Restate word for word the lines that begin the listing and end with the line holding "Each branch gets".
Provided data section start
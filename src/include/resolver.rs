//! Recursive include resolution with cycle detection.
//!
//! Every included file is resolved before it is merged, so its own includes
//! are already folded in. The inclusion context is the chain of absolute
//! paths from the root document to the file being resolved. Each branch gets
//! its own copy, so siblings never see each other's entries and only a real
//! ancestor loop is reported as circular.

use regex::Regex;
use std::path::{Path, PathBuf};
use std::sync::LazyLock;

use super::parse_include_directive;
use crate::constants::INCLUDE_KEY;
use crate::core::{AdaptError, Result};
use crate::document::{Document, merge_documents, parse_document, to_yaml};
use crate::utils::fs::{absolute_path, document_files_in, is_directory, read_document};

/// A line that could hold the `include` key of a block or flow mapping root.
///
/// The key may follow a byte order mark, a `---` document marker or a `?`
/// explicit key indicator. A flow mapping root may open on any line.
static INCLUDE_CANDIDATE: LazyLock<Regex> = LazyLock::new(|| {
    Regex::new(
        r#"(?m)^\x{FEFF}?(?:---[ \t]+)?(?:\?[ \t]*)?(?:["']?include["']?(?:\s*:|[ \t]*$)|\{)"#,
    )
    .expect("include candidate pattern is valid")
});

/// Resolve the include directive of `body`.
///
/// Relative include paths are resolved against `base_dir`. `context` is the
/// inclusion chain, root first; it must hold absolute, normalized paths.
///
/// A body without an `include` key is returned unchanged. Otherwise every
/// requested file is resolved recursively and deep-merged into the document,
/// in directive order, and the merged document is returned as YAML without
/// the `include` key.
///
/// # Errors
///
/// Returns [`AdaptError::CircularInclude`] when a file is already in
/// `context`, and propagates I/O, parse, directive and merge errors. Errors
/// raised for an included file are wrapped with its path.
pub fn resolve_includes(body: &str, base_dir: &Path, context: &[PathBuf]) -> Result<String> {
    if !INCLUDE_CANDIDATE.is_match(body) {
        return Ok(body.to_string());
    }

    let name = context.last().map_or_else(|| "document".to_string(), |p| p.display().to_string());
    let mut document = parse_document(body, &name)?;
    let Some(directive) = document.remove(INCLUDE_KEY) else {
        return Ok(body.to_string());
    };

    for request in parse_include_directive(&directive)? {
        for path in &request.paths {
            let target = absolute_path(Path::new(path), base_dir)?;
            let files = if is_directory(&target)? {
                document_files_in(&target)?
            } else {
                vec![target]
            };

            for file in files {
                include_file(&mut document, &file, context)?;
            }
        }
    }

    to_yaml(&document)
}

fn include_file(document: &mut Document, file: &Path, context: &[PathBuf]) -> Result<()> {
    if context.iter().any(|ancestor| ancestor == file) {
        return Err(AdaptError::CircularInclude {
            path: file.to_path_buf(),
            chain: context.to_vec(),
        });
    }

    tracing::debug!(depth = context.len(), "including {}", file.display());

    let text = read_document(file)?;
    let mut branch = context.to_vec();
    branch.push(file.to_path_buf());
    let base_dir = file.parent().unwrap_or(Path::new("/"));

    let resolved = resolve_includes(&text, base_dir, &branch)
        .map_err(|e| AdaptError::include("resolve", file, e))?;
    let included = parse_document(&resolved, &file.display().to_string())
        .map_err(|e| AdaptError::include("parse", file, e))?;
    merge_documents(document, included).map_err(|e| AdaptError::include("merge", file, e))
}
#[cfg(test)]
mod tests {
    use super::*;
    use tera::{Context, Tera};

    fn render(source: &str, context: &Context) -> String {
        let translated = translate(source, None).unwrap();
        Tera::default().render_str(&translated, context).unwrap()
    }

    fn syntax_error_line(source: &str) -> (String, Option<usize>) {
        match translate(source, Some("test.yaml")).unwrap_err() {
            TemplateError::SyntaxError {
                message,
                location,
            } => (message, location.line_number),
            other => panic!("expected syntax error, got {other}"),
        }
    }

    #[test]
    fn test_plain_text_is_unchanged() {
        let source = "name: app\nports:\n  - 80\n";
        assert_eq!(translate(source, None).unwrap(), source);
    }

    #[test]
    fn test_document_braces_survive_rendering() {
        let source = "flow: {a: 1, b: [2]}\njinja: \"{{ not a template }}\"\nodd: \"{% x %} {# y #}\"\n";
        assert_eq!(render(source, &Context::new()), source);
    }

    #[test]
    fn test_expression_with_sigil() {
        let mut context = Context::new();
        context.insert("name", "svc");
        assert_eq!(translate("a: #{$name}\n", None).unwrap(), "a: {{ name }}\n");
        assert_eq!(render("a: #{ $name | upper }\n", &context), "a: SVC\n");
    }

    #[test]
    fn test_sigil_inside_string_literal_is_kept() {
        assert_eq!(render("#{ \"$HOME\" }", &Context::new()), "$HOME");
    }

    #[test]
    fn test_closing_brace_inside_quotes() {
        assert_eq!(render("v: #{ \"a}b\" }\n", &Context::new()), "v: a}b\n");
    }

    #[test]
    fn test_conditionals() {
        let source = "#{if $debug}level: debug#{else if $quiet}level: error#{else}level: info#{end}";
        let mut context = Context::new();
        context.insert("debug", &false);
        context.insert("quiet", &true);
        assert_eq!(render(source, &context), "level: error");

        context.insert("quiet", &false);
        assert_eq!(render(source, &context), "level: info");
    }

    #[test]
    fn test_loops_with_trim_markers() {
        let source = "hosts:\n#{- for h in $hosts }\n  - #{ h }\n#{- end }\n";
        let mut context = Context::new();
        context.insert("hosts", &vec!["a", "b"]);
        assert_eq!(render(source, &context), "hosts:\n  - a\n  - b\n");
    }

    #[test]
    fn test_key_value_loop() {
        let source = "#{ for k, v in $labels }#{ k }=#{ v };#{ end }";
        let mut context = Context::new();
        let labels: std::collections::BTreeMap<&str, &str> =
            [("app", "web"), ("tier", "front")].into_iter().collect();
        context.insert("labels", &labels);
        assert_eq!(render(source, &context), "app=web;tier=front;");
    }

    #[test]
    fn test_assignments() {
        let source = "#{ $port := 8000 + 80 }#{ set host = \"localhost\" }#{ host }:#{ $port }";
        assert_eq!(render(source, &Context::new()), "localhost:8080");
    }

    #[test]
    fn test_comments_render_nothing() {
        assert_eq!(render("a#{ /* note } with brace */ }b", &Context::new()), "ab");
    }

    #[test]
    fn test_comment_before_trailing_dash() {
        assert_eq!(translate("#{/**/} -", None).unwrap(), "{##} -");
        assert_eq!(render("items:\n#{- /* none */ }\n  - -", &Context::new()), "items:\n  - -");
    }

    #[test]
    fn test_newlines_inside_actions_keep_line_numbers() {
        let source = "a: #{\n  $x\n}\nb: #{ /*\n*/ }\nc: 1\n";
        let translated = translate(source, None).unwrap();
        assert_eq!(count_newlines(&translated), count_newlines(source));
    }

    #[test]
    fn test_unexpected_end() {
        let (message, line) = syntax_error_line("a: 1\nb: #{end}\n");
        assert_eq!(message, "unexpected end");
        assert_eq!(line, Some(2));
    }

    #[test]
    fn test_unclosed_block_reports_opening_line() {
        let (message, line) = syntax_error_line("a: 1\n#{ if $x }\nb: 2\n");
        assert_eq!(message, "unclosed if block");
        assert_eq!(line, Some(2));
    }

    #[test]
    fn test_unclosed_action() {
        let (message, line) = syntax_error_line("a: 1\nb: 2\nc: #{ $x\n");
        assert_eq!(message, "unclosed action");
        assert_eq!(line, Some(3));
    }

    #[test]
    fn test_misplaced_keywords() {
        assert_eq!(syntax_error_line("#{ else }").0, "else outside of if");
        assert_eq!(syntax_error_line("#{ for x in xs }#{ elif y }#{ end }").0, "elif outside of if");
        assert_eq!(syntax_error_line("#{ if x }#{ break }#{ end }").0, "break outside of for");
        assert_eq!(syntax_error_line("#{ }").0, "empty action");
    }

    #[test]
    fn test_break_inside_nested_if() {
        let source = "#{ for n in $numbers }#{ if n == 3 }#{ break }#{ end }#{ n }#{ end }";
        let mut context = Context::new();
        context.insert("numbers", &vec![1, 2, 3, 4]);
        assert_eq!(render(source, &context), "12");
    }
}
Provided data section end
**Exercise output:**
filename src/include/resolver.rs
//! Recursive include resolution with cycle detection.
//!
//! Every included file is resolved before it is merged, so its own includes
//! are already folded in. The inclusion context is the chain of absolute
//! paths from the root document to the file being resolved. Each branch gets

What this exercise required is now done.